- Brief -
After finding the line that contains "SymbolMode::Obfuscated => Mappings", give again that line and each one following it, exactly, until the records end.

- Listed entries -
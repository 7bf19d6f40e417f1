//! Engine symbol names, per [`SymbolMode`]

use bop_common::SymbolMode;

use crate::insn::MemberRef;

/// Binary name of the class that gets patched
pub const TARGET_CLASS: &str = "net.minecraft.world.gen.ChunkProviderGenerate";

pub const HOOK_OWNER: &str = "biomesoplenty/common/transformer/ChunkProviderGenerateClassTransformer";
pub const HOOK_NAME: &str = "isAmplifiedHook";
/// The hook lives in mod code, which is always compiled against the readable names
pub const HOOK_DESC: &str = "(Lnet/minecraft/world/WorldType;)Z";

/// The names the patcher looks for in one symbol mode
#[derive(Debug, Clone, PartialEq, Eq)]
pub struct Mappings {
    pub symbol_mode: SymbolMode,
    /// Name of the method that reads the amplified world type
    pub target_method: &'static str,
    pub target_desc: &'static str,
    /// The static field holding the built-in amplified world type
    pub amplified_field: MemberRef,
}

impl Mappings {
    pub fn for_mode(symbol_mode: SymbolMode) -> Self {
        match symbol_mode {
            SymbolMode::Normal => Mappings {
                symbol_mode,
                target_method: "func_147423_a",
                target_desc: "(III)V",
                amplified_field: MemberRef::new(
                    "net/minecraft/world/WorldType",
                    "field_151360_e",
                    "Lnet/minecraft/world/WorldType;",
                ),
            },
            SymbolMode::Obfuscated => Mappings {
                symbol_mode,
                target_method: "a",
                target_desc: "(III)V",
                amplified_field: MemberRef::new("ahm", "e", "Lahm;"),
            },
        }
    }

    pub fn hook() -> MemberRef {
        MemberRef::new(HOOK_OWNER, HOOK_NAME, HOOK_DESC)
    }
}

- Response -
            SymbolMode::Obfuscated => Mappings {
                symbol_mode,
                target_method: "a",
                target_desc: "(III)V",
                amplified_field: MemberRef::new("ahm", "e", "Lahm;"),
            },
        }
    }

    pub fn hook() -> MemberRef {
        MemberRef::new(HOOK_OWNER, HOOK_NAME, HOOK_DESC)
    }
}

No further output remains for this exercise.